The first lawyer up to argue was Vicki Jackson, a Harvard Law professor whom the Court appointed to take the position that BLAG does not have standing to defend DOMA and that the Supreme Court has no jurisdiction over the Windsor case since the federal government agrees with Edie Windsor that DOMA is unconstitutional. Her central arguments were simple: the federal government is only asking the Supreme Court to affirm the lower courts’ decisions, as opposed to asking for redress, which is the traditional remedy that courts can supply, and BLAG cannot point to any cognizable injury that it would suffer if DOMA were overturned.
Justice Scalia asked why the district court hadn’t simply ordered the federal government to refund Edie Windsor’s money without deciding the merits of DOMA, since the federal government argued against DOMA at that court (after modifying its position from its original defense of the law). Justice Breyer likened the president’s position to that of a trustee who feels obligated to obtain a final, authoritative decision on a question of law before relinquishing some of the trust’s money, even if he or she were to agree with the legal decision on the law. Kennedy seemed to agree that there was an injury in the Windsor case for the government, with Kagan jumping onto his point to say that whether the government is “happy or sad” to pay the tax refund, there nevertheless is a fiduciary injury. Justices Sotomayor and Breyer seemed on board with this reasoning.

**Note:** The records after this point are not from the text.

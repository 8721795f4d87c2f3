//! Cleaning stage for exported article tables.
//!
//! Three fixed steps:
//! 1. read the table
//! 2. fill a `newspaper_uid` column from the file name (`elmundo_..._articles.csv` -> `elmundo`)
//! 3. derive a `host` column from each row's `url`
//!
//! Both tab-delimited (scraper output) and comma-delimited input is accepted;
//! the delimiter is taken from the header line.

use crate::error::{Result, ScraperError};
use std::io::Write;
use std::path::Path;
use tokio::fs;
use tracing::{info, instrument};
use url::Url;

pub const NEWSPAPER_UID_COLUMN: &str = "newspaper_uid";
pub const HOST_COLUMN: &str = "host";
pub const URL_COLUMN: &str = "url";

/// An in-memory table of string cells.
#[derive(Debug, Clone, Default, PartialEq, Eq)]
pub struct Table {
    pub headers: Vec<String>,
    pub rows: Vec<Vec<String>>,
}

impl Table {
    /// Parse delimited text with a header row.
    pub fn parse(text: &str, delimiter: u8) -> Result<Self> {
        let mut reader = csv::ReaderBuilder::new()
            .delimiter(delimiter)
            .from_reader(text.as_bytes());

        let headers = reader.headers()?.iter().map(str::to_string).collect();
        let rows = reader
            .records()
            .map(|record| record.map(|r| r.iter().map(str::to_string).collect()))
            .collect::<std::result::Result<Vec<Vec<String>>, csv::Error>>()?;

        Ok(Self { headers, rows })
    }

    pub fn column_index(&self, name: &str) -> Option<usize> {
        self.headers.iter().position(|h| h == name)
    }

    /// Cells of column `name`, if present.
    pub fn column(&self, name: &str) -> Option<Vec<&str>> {
        let idx = self.column_index(name)?;
        Some(
            self.rows
                .iter()
                .map(|row| row.get(idx).map(String::as_str).unwrap_or_default())
                .collect(),
        )
    }

    /// Replace column `name` if it exists, append it otherwise.
    ///
    /// `values` must hold one cell per row.
    pub fn set_column(&mut self, name: &str, values: Vec<String>) {
        debug_assert_eq!(values.len(), self.rows.len());
        match self.column_index(name) {
            Some(idx) => {
                for (row, value) in self.rows.iter_mut().zip(values) {
                    row[idx] = value;
                }
            }
            None => {
                self.headers.push(name.to_string());
                for (row, value) in self.rows.iter_mut().zip(values) {
                    row.push(value);
                }
            }
        }
    }

    /// Write the table, header first.
    pub fn write_to<W: Write>(&self, writer: W, delimiter: u8) -> Result<()> {
        let mut out = csv::WriterBuilder::new()
            .delimiter(delimiter)
            .has_headers(false)
            .from_writer(writer);
        out.write_record(&self.headers)?;
        for row in &self.rows {
            out.write_record(row)?;
        }
        out.flush()?;
        Ok(())
    }
}

/// Pick tab when the header line contains one, comma otherwise.
pub fn detect_delimiter(text: &str) -> u8 {
    let header = text.lines().next().unwrap_or_default();
    if header.contains('\t') { b'\t' } else { b',' }
}

/// The file's basename up to the first `_`.
pub fn extract_newspaper_uid(path: &Path) -> String {
    let name = path
        .file_name()
        .map(|n| n.to_string_lossy().into_owned())
        .unwrap_or_default();
    name.split('_').next().unwrap_or_default().to_string()
}

/// Network location of `url`, exactly as written in it.
///
/// User info and any port (even the scheme's default) are kept, the way a
/// netloc is. Unparseable or relative URLs give an empty string.
///
/// # Examples
///
/// ```
/// use news_scraper::clean::extract_host;
///
/// assert_eq!(extract_host("https://www.elmundo.es/section/article"), "www.elmundo.es");
/// assert_eq!(extract_host("https://www.elmundo.es:443/a"), "www.elmundo.es:443");
/// ```
pub fn extract_host(url: &str) -> String {
    let url = url.trim();
    let has_host = Url::parse(url).is_ok_and(|parsed| parsed.host_str().is_some());
    if !has_host {
        return String::new();
    }
    let Some((_, rest)) = url.split_once("://") else {
        return String::new();
    };
    let end = rest.find(['/', '?', '#']).unwrap_or(rest.len());
    rest[..end].to_string()
}

/// Add `newspaper_uid` and `host` columns to `table`.
///
/// # Arguments
///
/// * `table` - The table read from disk; must have a `url` column
/// * `newspaper_uid` - Value written into every row's `newspaper_uid`
/// * `source` - Path the table came from, used in error messages
///
/// # Returns
///
/// The table with both columns appended (or replaced when already present).
///
/// # Errors
///
/// [`ScraperError::MissingColumn`] when there is no `url` column.
pub fn clean_table(mut table: Table, newspaper_uid: &str, source: &Path) -> Result<Table> {
    info!(%newspaper_uid, "Filling newspaper_uid column");
    table.set_column(NEWSPAPER_UID_COLUMN, vec![newspaper_uid.to_string(); table.rows.len()]);

    info!("Extracting host from URL");
    let hosts = table
        .column(URL_COLUMN)
        .ok_or_else(|| ScraperError::MissingColumn {
            column: URL_COLUMN.to_string(),
            path: source.to_path_buf(),
        })?
        .into_iter()
        .map(extract_host)
        .collect();
    table.set_column(HOST_COLUMN, hosts);

    Ok(table)
}

/// Read `path` and run the cleaning steps on it.
///
/// The newspaper uid is the basename of `path` up to the first `_`, and the
/// delimiter is detected from the header line.
///
/// # Errors
///
/// Returns an error if the file cannot be read, is not a valid table, or
/// has no `url` column.
#[instrument(level = "info", skip_all, fields(path = %path.display()))]
pub async fn clean_file(path: &Path) -> Result<Table> {
    info!("Reading file");
    let text = fs::read_to_string(path).await?;
    let table = Table::parse(&text, detect_delimiter(&text))?;

    let newspaper_uid = extract_newspaper_uid(path);
    info!(%newspaper_uid, rows = table.rows.len(), "Newspaper uid detected");

    clean_table(table, &newspaper_uid, path)
}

As I mentioned before, Chief Justice Roberts told Deputy Solicitor General Sri Srinivasan that the federal government’s argument that it could appeal a ruling where all parties are pleased by the decision would be “wholly unprecedented.” Scalia expressed deep discomfort with the idea, calling it a strange new world where the Attorney General could simply choose not to defend laws, which he worried would bring many more cases like Windsor (where both parties agree) to the Supreme Court. In defense of the government’s position, Srinivasan quoted a previous Supreme Court decision, INS v. Chadha, which held that the United States is the aggrieved party in any ruling against it, even if it agrees with the ruling. Justice Sotomayor steered Srinivasan to the question of BLAG’s standing, to which he also quoted Chadha, which he argued suggested the houses of Congress should join cases through amicus status rather than as full parties.

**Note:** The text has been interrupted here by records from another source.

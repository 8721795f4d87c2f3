//! Error types for crawling, exporting and cleaning.
//!
//! Only configuration problems are meant to reach the user as hard failures.
//! Per-link transport errors are absorbed by [`crate::fetch`] and reduce to
//! "this link contributes nothing".

use std::path::PathBuf;
use thiserror::Error;

/// Main error type for the scraper and the cleaner.
#[derive(Error, Debug)]
pub enum ScraperError {
    /// The requested site identifier is not present in the configuration.
    ///
    /// Raised before any network activity begins.
    #[error("Unknown news site '{site_id}' (configured: {})", .available.join(", "))]
    UnknownSite {
        site_id: String,
        available: Vec<String>,
    },

    /// The configuration file could not be read or is invalid.
    #[error("Configuration error: {0}")]
    Config(String),

    /// A CSS selector from the site queries failed to parse.
    #[error("Invalid selector '{selector}' for {query}: {reason}")]
    Selector {
        query: &'static str,
        selector: String,
        reason: String,
    },

    /// HTTP request errors from reqwest (connect, timeout, body decoding).
    #[error("HTTP request failed: {0}")]
    Http(#[from] reqwest::Error),

    /// The server answered with a non-success status.
    #[error("HTTP {status} for {url}")]
    Status { status: u16, url: String },

    /// A required column is missing from an input table.
    #[error("Column '{column}' not found in {}", .path.display())]
    MissingColumn { column: String, path: PathBuf },

    /// Delimited file reading or writing failed.
    #[error("CSV error: {0}")]
    Csv(#[from] csv::Error),

    /// File system errors.
    #[error("I/O error: {0}")]
    Io(#[from] std::io::Error),
}

impl ScraperError {
    /// Whether this error came from the network layer and is worth retrying.
    pub fn is_transport(&self) -> bool {
        matches!(self, ScraperError::Http(_) | ScraperError::Status { .. })
    }
}

/// Result type alias for [`ScraperError`].
pub type Result<T> = std::result::Result<T, ScraperError>;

Arguing for BLAG, Paul Clement read Chadha to the reverse effect, arguing that it in fact points to the House as the proper party to defend a law in court if the executive won’t. Chief Justice Roberts pushed back on Clement: could Congress file to join a lawsuit if it didn’t like the executive’s arguments in defense of the a law it had passed? Kagan then jumped in: could the House try to join a lawsuit if the attorney general decided to interpret a law more narrowly than it liked? Kennedy asked if the Senate could join as a party to defend DOMA–which Clement said it could not–while Justice Alito asked why one house of Congress alone should be able to defend a law when it takes both of them to pass one. Clement also ridiculed a motion to dismiss filed by the federal government when the Windsor case was in the district court that the government wrote was essentially for the purposes of creating a suitable appeal. In response, Justice Kennedy admitted that that brief’s intricate argumentation could give any reasonable reader “intellectual whiplash.”

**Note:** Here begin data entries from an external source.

//! Fetching a single article and deciding whether it is usable.
//!
//! Every failure here is local to one link: it is logged once and the link
//! contributes nothing to the batch. Nothing propagates to the crawler.

use crate::error::ScraperError;
use crate::links::CanonicalUrl;
use crate::models::Article;
use crate::pages::PageSource;
use crate::utils::truncate_for_log;
use tracing::{info, instrument, warn};

/// Classified result of one article fetch.
#[derive(Debug)]
pub enum FetchOutcome {
    /// The page was retrieved and has a body.
    Accepted(Article),
    /// Retrieval failed (connection, timeout, status, retries exhausted).
    TransportFailed(ScraperError),
    /// The page was retrieved but the body selector found no text.
    MissingBody,
}

impl FetchOutcome {
    pub fn into_article(self) -> Option<Article> {
        match self {
            FetchOutcome::Accepted(article) => Some(article),
            _ => None,
        }
    }
}

/// Fetch `url` and classify the result.
#[instrument(level = "info", skip(pages, url), fields(url = %url))]
pub async fn fetch_outcome<P>(pages: &P, site_id: &str, url: CanonicalUrl) -> FetchOutcome
where
    P: PageSource,
{
    info!("Start fetching article");

    let page = match pages.article_page(url.as_str()).await {
        Ok(page) => page,
        Err(e) => {
            warn!(error = %e, "Error while fetching the article");
            return FetchOutcome::TransportFailed(e);
        }
    };

    let article = Article {
        site_id: site_id.to_string(),
        url,
        title: page.title,
        body: page.body,
    };
    if !article.is_usable() {
        warn!("Invalid article, there is no body");
        return FetchOutcome::MissingBody;
    }

    info!(
        title = %truncate_for_log(&article.title, 120),
        bytes = article.body.len(),
        "Article fetched"
    );
    FetchOutcome::Accepted(article)
}

/// Fetch `url`, returning the article only when it is usable.
///
/// Transport failures and pages without a body are logged with exactly one
/// warning each and reduce to `None`.
///
/// # Arguments
///
/// * `pages` - Page source used to retrieve and parse the article
/// * `site_id` - Identifier of the site the link came from
/// * `url` - Canonical URL produced by [`crate::links::build_link`]
///
/// # Returns
///
/// `Some(article)` with title, body and url copied from the page, or `None`.
pub async fn fetch_article<P>(pages: &P, site_id: &str, url: CanonicalUrl) -> Option<Article>
where
    P: PageSource,
{
    fetch_outcome(pages, site_id, url).await.into_article()
}

#[cfg(test)]
mod tests {
    use super::*;
    use crate::config::{CrawlerSettings, SiteConfig, SiteQueries};
    use crate::error::Result;
    use crate::http::{HttpClient, RetryFetch};
    use crate::links::build_link;
    use crate::pages::{ArticlePage, HttpPages};
    use std::fmt::Debug;
    use std::sync::{Arc, Mutex};
    use std::time::Duration;
    use tracing::field::{Field, Visit};
    use tracing::{Event, Level, Subscriber};
    use tracing_subscriber::Registry;
    use tracing_subscriber::layer::{Context, Layer, SubscriberExt};
    use wiremock::matchers::method;
    use wiremock::{Mock, MockServer, ResponseTemplate};

    /// Records the message of every WARN event.
    #[derive(Clone, Default)]
    struct WarnCapture(Arc<Mutex<Vec<String>>>);

    struct MessageVisitor(String);

    impl Visit for MessageVisitor {
        fn record_debug(&mut self, field: &Field, value: &dyn Debug) {
            if field.name() == "message" {
                self.0 = format!("{value:?}");
            }
        }
    }

    impl<S: Subscriber> Layer<S> for WarnCapture {
        fn on_event(&self, event: &Event<'_>, _ctx: Context<'_, S>) {
            if *event.metadata().level() == Level::WARN {
                let mut visitor = MessageVisitor(String::new());
                event.record(&mut visitor);
                self.0.lock().unwrap().push(visitor.0);
            }
        }
    }

    impl WarnCapture {
        fn messages(&self) -> Vec<String> {
            self.0.lock().unwrap().clone()
        }
    }

    /// Serves a fixed title/body for every URL, or fails every request.
    struct StaticPages {
        body: Option<&'static str>,
    }

    impl PageSource for StaticPages {
        async fn article_links(&self) -> Result<Vec<String>> {
            Ok(Vec::new())
        }

        async fn article_page(&self, url: &str) -> Result<ArticlePage> {
            match self.body {
                Some(body) => Ok(ArticlePage {
                    title: "Headline".to_string(),
                    body: body.to_string(),
                    url: url.to_string(),
                }),
                None => Err(ScraperError::Status {
                    status: 502,
                    url: url.to_string(),
                }),
            }
        }
    }

    fn url() -> CanonicalUrl {
        build_link("https://elmundo.example", "/a/1")
    }

    #[tokio::test]
    async fn test_accepted_article_copies_page_fields() {
        let pages = StaticPages { body: Some("x") };
        let article = fetch_article(&pages, "elmundo", url()).await.unwrap();
        assert_eq!(article.site_id, "elmundo");
        assert_eq!(article.title, "Headline");
        assert_eq!(article.body, "x");
        assert_eq!(article.url.as_str(), "https://elmundo.example/a/1");
    }

    #[tokio::test]
    async fn test_transport_failure_is_absorbed() {
        let pages = StaticPages { body: None };
        let outcome = fetch_outcome(&pages, "elmundo", url()).await;
        assert!(matches!(
            outcome,
            FetchOutcome::TransportFailed(ScraperError::Status { status: 502, .. })
        ));
        assert!(outcome.into_article().is_none());
    }

    #[tokio::test]
    async fn test_empty_body_is_distinct_from_transport_failure() {
        let pages = StaticPages { body: Some("") };
        let outcome = fetch_outcome(&pages, "elmundo", url()).await;
        assert!(matches!(outcome, FetchOutcome::MissingBody));
        assert!(fetch_article(&pages, "elmundo", url()).await.is_none());
    }

    fn mock_site(host: String) -> SiteConfig {
        SiteConfig {
            site_id: "elmundo".to_string(),
            host,
            queries: SiteQueries {
                homepage_article_links: "a".to_string(),
                article_title: "h1".to_string(),
                article_body: ".body".to_string(),
            },
        }
    }

    #[tokio::test]
    async fn test_single_warning_per_failure_kind() {
        let capture = WarnCapture::default();
        let _guard = tracing::subscriber::set_default(Registry::default().with(capture.clone()));

        let server = MockServer::start().await;
        Mock::given(method("GET"))
            .respond_with(ResponseTemplate::new(503))
            .expect(3)
            .mount(&server)
            .await;

        let site = mock_site(server.uri());
        let client = HttpClient::new(&CrawlerSettings::default()).unwrap();
        let fetcher = RetryFetch::new(client, 2, Duration::from_millis(1));
        let pages = HttpPages::new(fetcher, &site).unwrap();

        let article_url = build_link(&site.host, "/a/1");
        assert!(fetch_article(&pages, "elmundo", article_url).await.is_none());
        let transport = capture.messages();
        assert_eq!(transport.len(), 1, "warnings: {transport:?}");

        let empty = StaticPages { body: Some("") };
        assert!(fetch_article(&empty, "elmundo", url()).await.is_none());
        let all = capture.messages();
        assert_eq!(all.len(), 2, "warnings: {all:?}");
        assert_ne!(all[0], all[1]);
    }

    #[tokio::test]
    async fn test_accepted_article_logs_no_warning() {
        let capture = WarnCapture::default();
        let _guard = tracing::subscriber::set_default(Registry::default().with(capture.clone()));

        let pages = StaticPages { body: Some("x") };
        assert!(fetch_article(&pages, "elmundo", url()).await.is_some());
        assert!(capture.messages().is_empty());
    }
}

Long story short, it seemed unclear from today’s oral arguments whether the Supreme Court will get past the standing questions to consider DOMA on the merits. From the Justices’ questioning, there didn’t look like much support for the contention that BLAG has standing to join the case as a party. But the question of whether the United States can appeal a decision that it agrees with is much more central to the Windsor case: if the Court finds the appeal was invalid, it simply will not be able to rule on the merits of the law. Justice Kennedy and the court’s liberals did seem to lean towards the idea that the Court does have jurisdiction since there was a fiduciary injury to the United States. That means the Court will probably issue a decision on the merits.